Enhanced immunity in a mouse model of malignant glioma is mediated by a therapeutic ketogenic diet

Danielle M Lussier, Eric C Woolf, John L Johnson, Kenneth S Brooks, Joseph N Blattman, Adrienne C Scheck, Danielle M Lussier, Eric C Woolf, John L Johnson, Kenneth S Brooks, Joseph N Blattman, Adrienne C Scheck

Abstract

Background: Glioblastoma multiforme is a highly aggressive brain tumor with a poor prognosis, and advances in treatment have led to only marginal increases in overall survival. We and others have shown previously that the therapeutic ketogenic diet (KD) prolongs survival in mouse models of glioma, explained by both direct tumor growth inhibition and suppression of pro-inflammatory microenvironment conditions. The aim of this study is to assess the effects of the KD on the glioma reactive immune response.

Methods: The GL261-Luc2 intracranial mouse model of glioma was used to investigate the effects of the KD on the tumor-specific immune response. Tumor-infiltrating CD8+ T cells, CD4+ T cells and natural killer (NK) cells were analyzed by flow cytometry. The expression of immune inhibitory receptors cytotoxic T-lymphocyte-associated protein 4 (CTLA-4) and programmed death 1 (PD-1) on CD8+ T cells were also analyzed by flow cytometry. Analysis of intracellular cytokine production was used to determine production of IFN, IL-2 and IFN- in tumor-infiltrating CD8+ T and natural killer (NK) cells and IL-10 production by T regulatory cells.

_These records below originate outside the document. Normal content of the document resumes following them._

//! Pure state transitions: (ViewState, Action) → Transition.
//!
//! This is the core logic of the TUI. Fully testable without a terminal.
//! Every transition is total: actions that make no sense in the current
//! state return the view unchanged (no-op).

use crate::types::Deck;

use super::state::{Action, Effect, Overlay, Transition, ViewState};

/// Pure state transition function.
///
/// Given the current view, an action, and a read-only view of the deck,
/// produces the next transition. The effects boundary interprets the
/// result.
pub fn update(view: ViewState, action: &Action, deck: &Deck) -> Transition {
    match view.overlay {
        Some(overlay) => update_overlay(view, overlay, action, deck),
        None => update_slide(view, action, deck),
    }
}

// ============================================================================
// PER-STATE HANDLERS
// ============================================================================

/// No overlay: navigation and lab opening.
fn update_slide(view: ViewState, action: &Action, deck: &Deck) -> Transition {
    let mut next = view;
    match action {
        Action::NextSlide => {
            next.cursor.next();
            Transition::View(next)
        }
        Action::PrevSlide => {
            next.cursor.previous();
            Transition::View(next)
        }
        Action::FirstSlide => {
            next.cursor.first();
            Transition::View(next)
        }
        Action::LastSlide => {
            next.cursor.last();
            Transition::View(next)
        }
        // Rejected jumps leave the cursor where it was.
        Action::GoToSlide(index) => {
            next.cursor.go_to(*index);
            Transition::View(next)
        }
        Action::OpenLab(lab) => {
            if *lab < deck.slide(view.cursor.index()).labs.len() {
                next.overlay = Some(Overlay::Lab { lab: *lab });
            }
            Transition::View(next)
        }
        Action::Quit => Transition::Quit,
        Action::OpenInBrowser | Action::CloseOverlay => noop(view),
    }
}

/// Overlay open: close it, launch its URL, or navigate away.
///
/// The modal belongs to the slide that opened it, so any navigation
/// dismisses it before moving.
fn update_overlay(view: ViewState, overlay: Overlay, action: &Action, deck: &Deck) -> Transition {
    match action {
        Action::CloseOverlay => {
            let mut next = view;
            next.overlay = None;
            Transition::View(next)
        }
        Action::OpenInBrowser => {
            let Overlay::Lab { lab } = overlay;
            let slide = deck.slide(view.cursor.index());
            match slide.labs.get(lab) {
                Some(lab) => Transition::Effect(Effect::OpenBrowser {
                    url: lab.url.clone(),
                }),
                None => noop(view),
            }
        }
        Action::NextSlide
        | Action::PrevSlide
        | Action::FirstSlide
        | Action::LastSlide
        | Action::GoToSlide(_) => {
            let mut next = view;
            next.overlay = None;
            update_slide(next, action, deck)
        }
        // The modal covers the lab buttons; opening another is meaningless.
        Action::OpenLab(_) => noop(view),
        Action::Quit => Transition::Quit,
    }
}

fn noop(view: ViewState) -> Transition {
    Transition::View(view)
}

// ============================================================================
// TESTS
// ============================================================================

#[cfg(test)]
mod tests {
    use super::*;

    fn deck() -> Deck {
        Deck::builtin()
    }

    /// View with the cursor on `index`, no overlay.
    fn at(deck: &Deck, index: usize) -> ViewState {
        let mut view = ViewState::opening(deck);
        assert!(view.cursor.go_to(index), "test index {index} must be valid");
        view
    }

    /// View with the cursor on `index` and lab `lab` open.
    fn with_lab(deck: &Deck, index: usize, lab: usize) -> ViewState {
        let mut view = at(deck, index);
        view.overlay = Some(Overlay::Lab { lab });
        view
    }

    /// Apply an action expected to produce a view transition.
    fn apply(view: ViewState, action: Action, deck: &Deck) -> ViewState {
        match update(view, &action, deck) {
            Transition::View(next) => next,
            other => panic!("expected view transition, got {other:?}"),
        }
    }

    // --- navigation ---

    #[test]
    fn next_advances_one_slide() {
        let deck = deck();
        let view = apply(ViewState::opening(&deck), Action::NextSlide, &deck);
        assert_eq!(view.cursor.index(), 1);
    }

    #[test]
    fn fourteen_nexts_reach_the_last_slide_then_wrap() {
        let deck = deck();
        let mut view = ViewState::opening(&deck);
        for _ in 0..14 {
            view = apply(view, Action::NextSlide, &deck);
        }
        assert_eq!(view.cursor.index(), 14);
        view = apply(view, Action::NextSlide, &deck);
        assert_eq!(view.cursor.index(), 0);
    }

    #[test]
    fn previous_from_first_wraps_to_last() {
        let deck = deck();
        let view = apply(ViewState::opening(&deck), Action::PrevSlide, &deck);
        assert_eq!(view.cursor.index(), 14);
    }

    #[test]
    fn next_then_previous_round_trips_from_every_slide() {
        let deck = deck();
        for start in 0..deck.len() {
            let mut view = at(&deck, start);
            view = apply(view, Action::NextSlide, &deck);
            view = apply(view, Action::PrevSlide, &deck);
            assert_eq!(view.cursor.index(), start, "round trip from {start}");
        }
    }

    #[test]
    fn indicator_button_four_jumps_to_index_three() {
        let deck = deck();
        for start in [0, 7, 14] {
            let view = apply(at(&deck, start), Action::GoToSlide(3), &deck);
            assert_eq!(view.cursor.index(), 3, "from {start}");
        }
    }

    #[test]
    fn go_to_out_of_range_is_rejected() {
        let deck = deck();
        let view = apply(at(&deck, 5), Action::GoToSlide(99), &deck);
        assert_eq!(view.cursor.index(), 5);
    }

    #[test]
    fn first_and_last_jump_to_the_edges() {
        let deck = deck();
        let view = apply(at(&deck, 8), Action::LastSlide, &deck);
        assert_eq!(view.cursor.index(), 14);
        let view = apply(view, Action::FirstSlide, &deck);
        assert_eq!(view.cursor.index(), 0);
    }

    // --- lab overlay ---

    #[test]
    fn open_lab_on_a_lab_slide() {
        let deck = deck();
        // Slide 4 (index 3) carries the system-prompt lab.
        let view = apply(at(&deck, 3), Action::OpenLab(0), &deck);
        assert_eq!(view.overlay, Some(Overlay::Lab { lab: 0 }));
        assert_eq!(view.cursor.index(), 3);
    }

    #[test]
    fn open_lab_without_labs_is_a_noop() {
        let deck = deck();
        let view = apply(at(&deck, 0), Action::OpenLab(0), &deck);
        assert_eq!(view.overlay, None);
    }

    #[test]
    fn second_lab_exists_only_on_the_rag_slide() {
        let deck = deck();
        // Slide 7 (index 6) has two labs; slide 4 (index 3) only one.
        let view = apply(at(&deck, 6), Action::OpenLab(1), &deck);
        assert_eq!(view.overlay, Some(Overlay::Lab { lab: 1 }));

        let view = apply(at(&deck, 3), Action::OpenLab(1), &deck);
        assert_eq!(view.overlay, None);
    }

    #[test]
    fn close_overlay_returns_to_the_slide() {
        let deck = deck();
        let view = apply(with_lab(&deck, 3, 0), Action::CloseOverlay, &deck);
        assert_eq!(view.overlay, None);
        assert_eq!(view.cursor.index(), 3);
    }

    #[test]
    fn enter_in_overlay_requests_the_lab_url() {
        let deck = deck();
        let transition = update(with_lab(&deck, 3, 0), &Action::OpenInBrowser, &deck);
        assert_eq!(
            transition,
            Transition::Effect(Effect::OpenBrowser {
                url: "https://dify.andres-wong.com/chatbot/ZM9Cfgj2LLfuIi6Q".to_string(),
            })
        );
    }

    #[test]
    fn each_lab_launches_its_own_url() {
        let deck = deck();
        let transition = update(with_lab(&deck, 6, 1), &Action::OpenInBrowser, &deck);
        assert_eq!(
            transition,
            Transition::Effect(Effect::OpenBrowser {
                url: "https://dify.andres-wong.com/chatbot/NYC8PDsL2o463U9j".to_string(),
            })
        );
    }

    #[test]
    fn navigating_away_closes_the_overlay() {
        let deck = deck();
        let view = apply(with_lab(&deck, 3, 0), Action::NextSlide, &deck);
        assert_eq!(view.cursor.index(), 4);
        assert_eq!(view.overlay, None);
    }

    #[test]
    fn jumping_while_overlay_open_closes_it() {
        let deck = deck();
        let view = apply(with_lab(&deck, 6, 0), Action::GoToSlide(0), &deck);
        assert_eq!(view.cursor.index(), 0);
        assert_eq!(view.overlay, None);
    }

    #[test]
    fn open_in_browser_without_overlay_is_a_noop() {
        let deck = deck();
        let view = apply(at(&deck, 3), Action::OpenInBrowser, &deck);
        assert_eq!(view, at(&deck, 3));
    }

    #[test]
    fn opening_another_lab_behind_the_modal_is_a_noop() {
        let deck = deck();
        let before = with_lab(&deck, 6, 0);
        let view = apply(before, Action::OpenLab(1), &deck);
        assert_eq!(view, before);
    }

    // --- quit ---

    #[test]
    fn quit_works_with_and_without_overlay() {
        let deck = deck();
        assert_eq!(update(at(&deck, 5), &Action::Quit, &deck), Transition::Quit);
        assert_eq!(
            update(with_lab(&deck, 3, 0), &Action::Quit, &deck),
            Transition::Quit
        );
    }

    // --- totality ---

    #[test]
    fn every_action_keeps_the_index_in_range() {
        let deck = deck();
        let actions = [
            Action::NextSlide,
            Action::PrevSlide,
            Action::FirstSlide,
            Action::LastSlide,
            Action::GoToSlide(0),
            Action::GoToSlide(14),
            Action::GoToSlide(usize::MAX),
            Action::OpenLab(0),
            Action::OpenLab(5),
            Action::OpenInBrowser,
            Action::CloseOverlay,
        ];
        for start in 0..deck.len() {
            for action in &actions {
                for view in [at(&deck, start), with_lab(&deck, start, 0)] {
                    if let Transition::View(next) = update(view, action, &deck) {
                        assert!(next.cursor.index() < deck.len(), "{action:?} from {start}");
                    }
                }
            }
        }
    }
}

Results: We demonstrate that mice fed the KD had increased tumor-reactive innate and adaptive immune responses, including increased cytokine production and cytolysis via tumor-reactive CD8+ T cells. Additionally, we saw that mice maintained on the KD had increased CD4 infiltration, while T regulatory cell numbers stayed consistent. Lastly, mice fed the KD had a significant reduction in immune inhibitory receptor expression as well as decreased inhibitory ligand expression on glioma cells.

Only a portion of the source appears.